Records drawn from a dataset:
▬▬▬▬▬▬
//! Record materialization: the defaulting and stamping applied to payloads
//! before they land in a collection.
//!
//! A field counts as supplied only when it is truthy in the JavaScript
//! sense, so `""` and `null` take the default exactly like a missing key.

use chrono::{SecondsFormat, Utc};
use serde_json::Value;

use crate::engine::document::{is_truthy, truthy_str, Record};

/// Current instant as RFC 3339 UTC with millisecond precision and a `Z`
/// suffix, the `Date.toISOString()` shape the document already carries.
pub fn now_iso() -> String {
    Utc::now().to_rfc3339_opts(SecondsFormat::Millis, true)
}

/// Percent-encodes everything outside the `encodeURIComponent` unreserved
/// set, so avatar URLs come out byte-identical to the ones already stored.
fn encode_uri_component(input: &str) -> String {
    let mut encoded = String::with_capacity(input.len());
    for byte in input.bytes() {
        match byte {
            b'A'..=b'Z'
            | b'a'..=b'z'
            | b'0'..=b'9'
            | b'-'
            | b'_'
            | b'.'
            | b'!'
            | b'~'
            | b'*'
            | b'\''
            | b'('
            | b')' => encoded.push(byte as char),
            _ => encoded.push_str(&format!("%{:02X}", byte)),
        }
    }
    encoded
}

/// Deterministic avatar image URL for a contact name. The avatar service
/// renders the initials; the store only pins the URL.
pub fn avatar_url(first_name: &str, last_name: &str) -> String {
    format!(
        "https://ui-avatars.com/api/?name={}&background=87CEEB&color=fff&size=128&bold=true",
        encode_uri_component(&format!("{} {}", first_name, last_name))
    )
}

fn field_truthy(fields: &Record, key: &str) -> bool {
    fields.get(key).map(is_truthy).unwrap_or(false)
}

fn default_str(fields: &mut Record, key: &str, value: &str) {
    if !field_truthy(fields, key) {
        fields.insert(key.to_string(), Value::String(value.to_string()));
    }
}

/// Fills creation defaults into `fields` in place.
///
/// The allocated id and the owner land first, then the type-specific
/// defaults. A key the payload already carried keeps its position; new keys
/// append in a fixed order, so freshly created records all share a shape.
pub fn materialize_create(entity_type: &str, fields: &mut Record, id: &str, operator_id: &str) {
    fields.insert("id".to_string(), Value::String(id.to_string()));
    default_str(fields, "ownerId", operator_id);

    match entity_type {
        "contact" => {
            if !field_truthy(fields, "avatar") {
                let first = truthy_str(fields, "firstName").unwrap_or("");
                let last = truthy_str(fields, "lastName").unwrap_or("");
                fields.insert(
                    "avatar".to_string(),
                    Value::String(avatar_url(first, last)),
                );
            }
            default_str(fields, "lastActivity", "No activity yet");
        }
        "company" => {
            if !field_truthy(fields, "isPrimary") {
                fields.insert("isPrimary".to_string(), Value::Bool(false));
            }
        }
        "deal" => {
            default_str(fields, "priority", "medium");
        }
        "ticket" => {
            default_str(fields, "status", "New");
            default_str(fields, "priority", "Medium");
            default_str(fields, "assigneeId", operator_id);
            let now = now_iso();
            default_str(fields, "createdAt", &now);
            default_str(fields, "updatedAt", &now);
        }
        _ => {}
    }
}

/// Merges an update payload over an existing record and returns the result.
///
/// Supplied fields overwrite, omitted fields survive, and the existing
/// record's `id` always wins over anything in the payload. Contacts get
/// their avatar re-derived when the payload carries a truthy name field;
/// tickets get `updatedAt` refreshed on every update.
pub fn materialize_update(entity_type: &str, existing: &Record, updates: &Record) -> Record {
    let mut merged = existing.clone();
    for (key, value) in updates {
        merged.insert(key.clone(), value.clone());
    }
    if let Some(id) = existing.get("id") {
        merged.insert("id".to_string(), id.clone());
    }

    if entity_type == "contact" {
        let name_changed = field_truthy(updates, "firstName") || field_truthy(updates, "lastName");
        if name_changed {
            let first = truthy_str(updates, "firstName")
                .or_else(|| truthy_str(existing, "firstName"))
                .unwrap_or("");
            let last = truthy_str(updates, "lastName")
                .or_else(|| truthy_str(existing, "lastName"))
                .unwrap_or("");
            merged.insert(
                "avatar".to_string(),
                Value::String(avatar_url(first, last)),
            );
        }
    }

    if entity_type == "ticket" {
        merged.insert("updatedAt".to_string(), Value::String(now_iso()));
    }

    merged
}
▬▬▬▬▬▬
Task details:
Each line in the records above that contains the word "defaults" must be copied.

Answer area:
/// Fills creation defaults into `fields` in place.
/// defaults. A key the payload already carried keeps its position; new keys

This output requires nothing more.